Il posto in terapia di finerenone
Finerenone ha dimostrato, dunque, un’importante capacità protettiva sia renale che cardiovascolare in pazienti con CKD associata a diabete di tipo 2, in presenza di una buona safety
Questo interesse è stato ampiamente riconosciuto dalla recente introduzione di finerenone all’interno delle ultime Linee Guida delle società ADA14 – American Diabetes Association e KDIGO10,15 – Kidney Disease Improving Global Outcomes, e del documento di consensus tra queste società.

Un tema cruciale, discusso ed esplicitato attraverso la costruzione di nuovi algoritmi terapeutici dalle società scientifiche citate, è stato quello di posizionare finerenone quale terzo “pillar” per la gestione della CKD, con persistente albuminuria, associata a T2D, sulla base delle importanti e promettenti evidenze di preclinica.
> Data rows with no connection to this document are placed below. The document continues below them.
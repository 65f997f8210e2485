//! Player settings and preferences
//!
//! Persisted separately from the high score, as a small JSON file.

use std::path::Path;

use serde::{Deserialize, Serialize};

use crate::error::ConfigError;

/// Player settings/preferences
#[derive(Debug, Clone, PartialEq, Serialize, Deserialize)]
#[serde(default)]
pub struct Settings {
    /// Haptic feedback on striker returns and game over
    pub haptics: bool,
    /// Show hint/caution messages
    pub hints: bool,
    /// Drive the striker from device tilt
    pub tilt_enabled: bool,
}

impl Default for Settings {
    fn default() -> Self {
        Self {
            haptics: true,
            hints: true,
            tilt_enabled: true,
        }
    }
}

impl Settings {
    /// Load settings from a JSON file
    pub fn load(path: &Path) -> Result<Self, ConfigError> {
        let json = std::fs::read_to_string(path)?;
        Ok(serde_json::from_str(&json)?)
    }

    /// Load settings, falling back to defaults if missing or unreadable
    pub fn load_or_default(path: &Path) -> Self {
        match Self::load(path) {
            Ok(settings) => {
                log::info!("Loaded settings from {}", path.display());
                settings
            }
            Err(err) => {
                log::info!("Using default settings ({})", err);
                Self::default()
            }
        }
    }

    /// Save settings as pretty JSON
    pub fn save(&self, path: &Path) -> Result<(), ConfigError> {
        let json = serde_json::to_string_pretty(self)?;
        std::fs::write(path, json)?;
        log::info!("Settings saved");
        Ok(())
    }
}
//! Tilt input
//!
//! A background thread samples the device's gravity vector at a fixed rate
//! and hands each sample to a sink (the session queue). Turning a sample
//! into a striker force happens on the session thread, so gain and polarity
//! are read from the same state the escalation engine writes.

use std::sync::Arc;
use std::sync::atomic::{AtomicBool, Ordering};
use std::thread::{self, JoinHandle};
use std::time::{Duration, Instant};

use glam::Vec3;

use crate::consts::TILT_DT;
use crate::error::TiltError;
use crate::platform::MotionSource;

/// Lateral striker force for a gravity sample.
///
/// Only the x component of gravity matters; the striker is constrained to
/// the x axis.
#[inline]
pub fn striker_force(gravity: Vec3, gain: f32, inverted: bool) -> Vec3 {
    let polarity = if inverted { -1.0 } else { 1.0 };
    Vec3::new(gravity.x * gain * polarity, 0.0, 0.0)
}

/// Start/stop sampler for a motion source
pub struct TiltPipeline {
    /// Present while stopped; moved into the thread while running
    source: Option<Box<dyn MotionSource>>,
    handle: Option<JoinHandle<Box<dyn MotionSource>>>,
    running: Arc<AtomicBool>,
    interval: Duration,
}

impl std::fmt::Debug for TiltPipeline {
    fn fmt(&self, f: &mut std::fmt::Formatter<'_>) -> std::fmt::Result {
        f.debug_struct("TiltPipeline")
            .field("running", &self.is_running())
            .field("interval", &self.interval)
            .finish()
    }
}

impl TiltPipeline {
    /// Sample at the default 60 Hz
    pub fn new(source: Box<dyn MotionSource>) -> Self {
        Self::with_interval(source, Duration::from_secs_f32(TILT_DT))
    }

    pub fn with_interval(source: Box<dyn MotionSource>, interval: Duration) -> Self {
        Self {
            source: Some(source),
            handle: None,
            running: Arc::new(AtomicBool::new(false)),
            interval,
        }
    }

    pub fn is_running(&self) -> bool {
        self.handle.is_some()
    }

    /// Whether the device can drive the striker at all
    pub fn is_available(&self) -> bool {
        self.source.as_ref().is_some_and(|s| s.is_available()) || self.is_running()
    }

    /// Start sampling. `sink` receives every gravity sample on the sampling
    /// thread and returns false to stop (e.g. the receiver is gone).
    pub fn start<F>(&mut self, mut sink: F) -> Result<(), TiltError>
    where
        F: FnMut(Vec3) -> bool + Send + 'static,
    {
        if self.is_running() {
            return Err(TiltError::AlreadyRunning);
        }
        let mut source = match self.source.take() {
            Some(source) if source.is_available() => source,
            Some(source) => {
                self.source = Some(source);
                return Err(TiltError::Unavailable);
            }
            None => return Err(TiltError::Unavailable),
        };

        self.running.store(true, Ordering::Release);
        let running = Arc::clone(&self.running);
        let interval = self.interval;

        let handle = thread::Builder::new()
            .name("tilt-sampler".into())
            .spawn(move || {
                let mut next = Instant::now();
                while running.load(Ordering::Acquire) {
                    if let Some(gravity) = source.gravity() {
                        if !sink(gravity) {
                            break;
                        }
                    }
                    next += interval;
                    let now = Instant::now();
                    if next > now {
                        thread::sleep(next - now);
                    } else {
                        // Fell behind; don't try to catch up with a burst
                        next = now;
                    }
                }
                source
            })?;

        self.handle = Some(handle);
        log::info!("Tilt sampling started ({:?} interval)", interval);
        Ok(())
    }

    /// Stop sampling and wait for the thread. No-op if not running.
    pub fn stop(&mut self) {
        let Some(handle) = self.handle.take() else {
            return;
        };
        self.running.store(false, Ordering::Release);
        match handle.join() {
            Ok(source) => self.source = Some(source),
            Err(_) => log::warn!("Tilt thread panicked; motion source lost"),
        }
        log::info!("Tilt sampling stopped");
    }
}

impl Drop for TiltPipeline {
    fn drop(&mut self) {
        self.stop();
    }
}
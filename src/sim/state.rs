//! Match state: score, lives and the difficulty knobs that escalation turns
//!
//! Owned by the engine and only mutated from the session thread.

use serde::{Deserialize, Serialize};

use crate::tuning::Tuning;

/// Where the game is in its lifecycle
#[derive(Debug, Clone, Copy, PartialEq, Eq, Default, Serialize, Deserialize)]
pub enum GamePhase {
    /// No field; waiting for the plane detector
    #[default]
    SearchingForPlane,
    /// A plane was found; waiting for the player to tap it
    PlaneDetected,
    /// Field placed, puck not in play yet
    Ready,
    /// Puck in play
    Playing,
    /// Lives ran out; only a restart or a new plane leaves this
    GameOver,
}

/// Score, lives and live difficulty parameters for one game
#[derive(Debug, Clone, PartialEq, Serialize, Deserialize)]
pub struct MatchState {
    pub score: u32,
    pub lives: u32,
    /// Magnitude of the impulses applied to the puck
    pub puck_speed: f32,
    /// Tilt-to-force gain for the striker
    pub striker_gain: f32,
    /// Tilt polarity flipped
    pub inverted_controls: bool,
    pub game_over: bool,
}

impl MatchState {
    pub fn new(tuning: &Tuning) -> Self {
        Self {
            score: 0,
            lives: tuning.starting_lives,
            puck_speed: tuning.starting_puck_speed,
            striker_gain: tuning.starting_striker_gain,
            inverted_controls: false,
            game_over: false,
        }
    }

    /// Back to a fresh game
    pub fn reset(&mut self, tuning: &Tuning) {
        *self = Self::new(tuning);
    }

    /// Count a goal. Returns the new score, or `None` once the game is over.
    pub fn on_goal_scored(&mut self) -> Option<u32> {
        if self.game_over {
            return None;
        }
        self.score += 1;
        Some(self.score)
    }

    /// Take a life. Returns true if this ended the game.
    pub fn on_life_lost(&mut self) -> bool {
        if self.game_over {
            return false;
        }
        self.lives = self.lives.saturating_sub(1);
        if self.lives == 0 {
            self.game_over = true;
            log::info!("Game over at score {}", self.score);
        }
        self.game_over
    }
}

#[cfg(test)]
mod tests {
    use super::*;

    #[test]
    fn test_six_lives_then_game_over() {
        let tuning = Tuning::default();
        let mut state = MatchState::new(&tuning);
        for _ in 0..5 {
            assert!(!state.on_life_lost());
        }
        assert!(state.on_life_lost());
        assert!(state.game_over);
        assert_eq!(state.lives, 0);

        // Terminal: nothing moves until reset
        assert!(!state.on_life_lost());
        assert_eq!(state.on_goal_scored(), None);
        assert_eq!(state.score, 0);

        state.reset(&tuning);
        assert!(!state.game_over);
        assert_eq!(state.lives, 6);
    }

    #[test]
    fn test_goals_count_up() {
        let mut state = MatchState::new(&Tuning::default());
        assert_eq!(state.on_goal_scored(), Some(1));
        assert_eq!(state.on_goal_scored(), Some(2));
    }
}
//! Platform abstraction layer
//!
//! Device sensors the core reads from. Real devices plug in a
//! `MotionSource`; desktop builds and tests use the scripted source.

use std::collections::VecDeque;

use glam::Vec3;

/// Source of device gravity vectors (in g, device axes)
pub trait MotionSource: Send {
    /// Whether the device has a motion sensor at all
    fn is_available(&self) -> bool;

    /// Latest gravity sample, or `None` if no new reading is ready
    fn gravity(&mut self) -> Option<Vec3>;
}

/// Replays a fixed list of samples, then holds the last one
#[derive(Debug, Clone, Default)]
pub struct ScriptedMotion {
    samples: VecDeque<Vec3>,
    last: Option<Vec3>,
    available: bool,
}

impl ScriptedMotion {
    pub fn new(samples: impl IntoIterator<Item = Vec3>) -> Self {
        Self {
            samples: samples.into_iter().collect(),
            last: None,
            available: true,
        }
    }

    /// Always reports the same tilt
    pub fn constant(gravity: Vec3) -> Self {
        Self::new([gravity])
    }

    /// A device without a motion sensor
    pub fn unavailable() -> Self {
        Self::default()
    }
}

impl MotionSource for ScriptedMotion {
    fn is_available(&self) -> bool {
        self.available
    }

    fn gravity(&mut self) -> Option<Vec3> {
        if let Some(next) = self.samples.pop_front() {
            self.last = Some(next);
        }
        self.last
    }
}

#[cfg(test)]
mod tests {
    use super::*;

    #[test]
    fn test_scripted_holds_last_sample() {
        let mut motion = ScriptedMotion::new([Vec3::X, Vec3::Y]);
        assert_eq!(motion.gravity(), Some(Vec3::X));
        assert_eq!(motion.gravity(), Some(Vec3::Y));
        assert_eq!(motion.gravity(), Some(Vec3::Y));
    }

    #[test]
    fn test_unavailable_has_no_samples() {
        let mut motion = ScriptedMotion::unavailable();
        assert!(!motion.is_available());
        assert_eq!(motion.gravity(), None);
    }
}
//! Best score tracking
//!
//! A single persisted best score. It only ever goes up; a failed write is
//! logged and the in-memory value still advances.

use crate::consts::HIGH_SCORE_KEY;
use crate::persistence::KeyValueStore;

/// Persisted best score
pub struct HighScore {
    best: u32,
    store: Box<dyn KeyValueStore>,
}

impl std::fmt::Debug for HighScore {
    fn fmt(&self, f: &mut std::fmt::Formatter<'_>) -> std::fmt::Result {
        f.debug_struct("HighScore").field("best", &self.best).finish()
    }
}

impl HighScore {
    /// Read the best score from `store`. Unreadable or negative values count as 0.
    pub fn load(store: Box<dyn KeyValueStore>) -> Self {
        let best = match store.get_int(HIGH_SCORE_KEY) {
            Ok(Some(value)) => u32::try_from(value).unwrap_or(0),
            Ok(None) => 0,
            Err(err) => {
                log::warn!("Could not read high score: {}", err);
                0
            }
        };
        log::info!("High score: {}", best);
        Self { best, store }
    }

    pub fn best(&self) -> u32 {
        self.best
    }

    /// Offer a score. Returns true if it became the new best.
    pub fn submit(&mut self, score: u32) -> bool {
        if score <= self.best {
            return false;
        }
        self.best = score;
        if let Err(err) = self.store.set_int(HIGH_SCORE_KEY, i64::from(score)) {
            log::warn!("Could not save high score {}: {}", score, err);
        }
        true
    }

    /// Text handed to the share sheet
    pub fn share_message(&self) -> String {
        format!(
            "Hey there, my highest score is {}. Can you beat it ?",
            self.best
        )
    }
}
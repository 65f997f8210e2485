//! Field geometry
//!
//! All field parts are placed at one anchor point; the asset's local
//! geometry provides each part's offset, so only the lateral (x) positions
//! and two x-scales ever change. Originals are captured at placement and
//! never touched again.

use glam::Vec3;
use serde::{Deserialize, Serialize};

use crate::tuning::Tuning;

/// Lateral positions and scales that escalation can change
#[derive(Debug, Clone, Copy, PartialEq, Serialize, Deserialize)]
pub struct Boundaries {
    pub left_puck_wall_x: f32,
    pub right_puck_wall_x: f32,
    pub left_striker_wall_x: f32,
    pub right_striker_wall_x: f32,
    pub left_prop_x: f32,
    pub right_prop_x: f32,
    pub floor_x: f32,
    pub floor_scale_x: f32,
    /// Visual prop behind the attacker boundary
    pub attacker_prop_scale_x: f32,
}

/// Scales the field asset ships with
#[derive(Debug, Clone, Copy, PartialEq, Serialize, Deserialize)]
pub struct FieldTemplate {
    pub floor_scale_x: f32,
    pub attacker_prop_scale_x: f32,
}

impl Default for FieldTemplate {
    fn default() -> Self {
        Self {
            floor_scale_x: 1.0,
            attacker_prop_scale_x: 1.0,
        }
    }
}

/// The two sliding obstacles
#[derive(Debug, Clone, Copy, PartialEq, Eq, Hash, Serialize, Deserialize)]
pub enum ObstacleSlot {
    /// Slides toward +x (shutter and left gate)
    Primary,
    /// Slides toward -x (right gate)
    Secondary,
}

impl ObstacleSlot {
    fn index(self) -> usize {
        match self {
            ObstacleSlot::Primary => 0,
            ObstacleSlot::Secondary => 1,
        }
    }

    fn direction(self) -> f32 {
        match self {
            ObstacleSlot::Primary => 1.0,
            ObstacleSlot::Secondary => -1.0,
        }
    }
}

/// Lateral slide in progress
#[derive(Debug, Clone, Copy, PartialEq, Serialize, Deserialize)]
struct Slide {
    start_x: f32,
    distance: f32,
    elapsed: f32,
    duration: f32,
}

/// A sliding obstacle. Parked out of play behind the attacker boundary
/// until deployed.
#[derive(Debug, Clone, Copy, PartialEq, Serialize, Deserialize)]
pub struct Obstacle {
    /// Parked position (original x, pushed back in z)
    home: Vec3,
    position: Vec3,
    slide: Option<Slide>,
    deployed: bool,
}

impl Obstacle {
    fn parked(anchor: Vec3, depth: f32) -> Self {
        let home = anchor + Vec3::new(0.0, 0.0, depth);
        Self {
            home,
            position: home,
            slide: None,
            deployed: false,
        }
    }

    pub fn position(&self) -> Vec3 {
        self.position
    }

    pub fn is_deployed(&self) -> bool {
        self.deployed
    }

    pub fn is_sliding(&self) -> bool {
        self.slide.is_some()
    }
}

/// Current and original field geometry
#[derive(Debug, Clone, PartialEq, Serialize, Deserialize)]
pub struct FieldGeometry {
    anchor: Vec3,
    original: Boundaries,
    current: Boundaries,
    widen_steps: u32,
    widen_step: f32,
    widen_scale_step: f32,
    park_depth: f32,
    obstacles: [Obstacle; 2],
}

impl FieldGeometry {
    /// Place every part at `anchor` and capture the originals
    pub fn place(anchor: Vec3, template: FieldTemplate, tuning: &Tuning) -> Self {
        let original = Boundaries {
            left_puck_wall_x: anchor.x,
            right_puck_wall_x: anchor.x,
            left_striker_wall_x: anchor.x,
            right_striker_wall_x: anchor.x,
            left_prop_x: anchor.x,
            right_prop_x: anchor.x,
            floor_x: anchor.x,
            floor_scale_x: template.floor_scale_x,
            attacker_prop_scale_x: template.attacker_prop_scale_x,
        };
        let obstacle = Obstacle::parked(anchor, tuning.obstacle_park_depth);
        log::info!("Field placed at {:?}", anchor);
        Self {
            anchor,
            original,
            current: original,
            widen_steps: 0,
            widen_step: tuning.widen_step,
            widen_scale_step: tuning.widen_scale_step,
            park_depth: tuning.obstacle_park_depth,
            obstacles: [obstacle; 2],
        }
    }

    pub fn anchor(&self) -> Vec3 {
        self.anchor
    }

    pub fn original(&self) -> &Boundaries {
        &self.original
    }

    pub fn current(&self) -> &Boundaries {
        &self.current
    }

    pub fn widen_steps(&self) -> u32 {
        self.widen_steps
    }

    /// Where the puck is (re)spawned: on the attacker boundary
    pub fn puck_spawn(&self) -> Vec3 {
        self.anchor
    }

    /// Restore every current value to its original, and park both obstacles
    pub fn reset_to_original(&mut self) {
        self.current = self.original;
        self.widen_steps = 0;
        self.retract_obstacle(ObstacleSlot::Primary);
        self.retract_obstacle(ObstacleSlot::Secondary);
    }

    /// Push the side walls and props one step outward and scale the floor
    /// and far prop to match
    pub fn apply_widen_step(&mut self) {
        self.widen_steps += 1;
        let steps = self.widen_steps as f32;
        let shift = self.widen_step * steps;
        let scale = self.widen_scale_step * steps;
        let o = &self.original;
        self.current = Boundaries {
            left_puck_wall_x: o.left_puck_wall_x - shift,
            right_puck_wall_x: o.right_puck_wall_x + shift,
            left_striker_wall_x: o.left_striker_wall_x - shift,
            right_striker_wall_x: o.right_striker_wall_x + shift,
            left_prop_x: o.left_prop_x - shift,
            right_prop_x: o.right_prop_x + shift,
            floor_x: o.floor_x,
            floor_scale_x: o.floor_scale_x + scale,
            attacker_prop_scale_x: o.attacker_prop_scale_x + scale,
        };
    }

    pub fn obstacle(&self, slot: ObstacleSlot) -> &Obstacle {
        &self.obstacles[slot.index()]
    }

    /// Bring an obstacle onto the attacker boundary plane and start sliding
    /// it across the field
    pub fn deploy_obstacle(&mut self, slot: ObstacleSlot, distance: f32, duration: f32) {
        let obstacle = &mut self.obstacles[slot.index()];
        obstacle.position = obstacle.home - Vec3::new(0.0, 0.0, self.park_depth);
        obstacle.slide = Some(Slide {
            start_x: obstacle.position.x,
            distance: distance * slot.direction(),
            elapsed: 0.0,
            duration,
        });
        obstacle.deployed = true;
    }

    /// Stop any slide and park the obstacle at its original x
    pub fn retract_obstacle(&mut self, slot: ObstacleSlot) {
        let obstacle = &mut self.obstacles[slot.index()];
        obstacle.slide = None;
        obstacle.position = obstacle.home;
        obstacle.deployed = false;
    }

    /// Advance obstacle slides. Returns the slots whose slide finished.
    pub fn advance(&mut self, dt: f32) -> Vec<ObstacleSlot> {
        let mut finished = Vec::new();
        for slot in [ObstacleSlot::Primary, ObstacleSlot::Secondary] {
            let obstacle = &mut self.obstacles[slot.index()];
            if let Some(slide) = obstacle.slide.as_mut() {
                slide.elapsed = (slide.elapsed + dt).min(slide.duration);
                let t = slide.elapsed / slide.duration;
                obstacle.position.x = slide.start_x + slide.distance * t;
                if slide.elapsed >= slide.duration {
                    obstacle.slide = None;
                    finished.push(slot);
                }
            }
        }
        finished
    }
}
“L’evoluzione della strategia multifattoriale prevede, quindi, l’impiego dei RASi (inibitori del sistema renina – angiotensina) e di un SGLT2i, attualmente riconosciuti come standard di cura in questo setting di pazienti, con l’aggiunta di un MRA non-steroideo, finerenone, per ridurre ulteriormente l’elevato rischio residuo – continua il Professor Gesualdo – Nel documento di consensus ADA-KDIGO finerenone entra, dunque, nell’algoritmo di terapia come ‘Additional risk-based therapy’, on top alla prima linea di trattamento. Il fatto estremamente rilevante è che stiamo parlando di una popolazione di pazienti ad elevato rischio, caratterizzati da uno stadio avanzato della patologia (stadi 3 e 4) e da albuminuria persistente (≥30 mg/g)”.

Infine, oltre a quello nefrologico e diabetologico, anche nell’ambito della prevenzione cardiovascolare, le Linee Guida dell’ESC – European Society of Cardiology raccomandano, per la prima volta, l’impiego di finerenone con il massimo livello di raccomandazione ed evidenza, sia nei pazienti con CKD associata a T2D per la prevenzione di eventi CV e di danno renale, che in quelli con insufficienza cardiaca cronica.

Ruolo di Bayer
“Con l’introduzione di finerenone nel nostro Paese, siamo lieti di rendere disponibile per clinici e pazienti una nuova soluzione terapeutica in grado di portare un importante cambiamento nella gestione di una patologia così insidiosa come la malattia renale cronica associata a diabete di tipo 2 – dichiara Arianna Gregis, Country Division Head Pharmaceuticals di Bayer Italia – Questo traguardo ci rende particolarmente orgogliosi, perché entriamo per la prima volta nell’area nefrologica con un trattamento terapeutico unico nel suo genere, dimostrando, ancora una volta, come l’impegno continuo di Bayer nella ricerca di soluzioni innovative, sia in grado di affrontare le esigenze insoddisfatte di alcune patologie, fornire un aiuto concreto ai pazienti e contribuire alla sostenibilità del sistema sanitario”.

“Per questo, siamo convinti – conclude Arianna Gregis – che sia necessario proseguire in questo percorso di innovazione su diversi fronti: scientifico, organizzativo, terapeutico e tecnologico. Per Bayer, innovare significa creare un costante scambio tra industria, realtà innovative di ricerca, clinici e pazienti. È cruciale condividere esperienze e competenze per sviluppare soluzioni che rispondano al meglio alle esigenze dei pazienti”.

Abbiamo visto quanto il ruolo dell’infiammazione sia cruciale nella progressione della malattia renale cronica associata a diabete di tipo 2. E quando parliamo di infiammazione è sempre più diffuso il riferimento a qualcosa che riguarda l’intero organismo, non a un evento locale. Oggi ci confrontiamo con fenomeni di infiammazione cosiddetti ‘a bassa intensità’, che spesso durano a lungo nel tempo. L’infiammazione da cibo, ad esempio, è una realtà ormai appurata. Oltre a fornire i nutrienti necessari per il funzionamento del nostro corpo, ciò che mangiamo può influire anche sulla presenza di uno stato infiammatorio nel nostro organismo.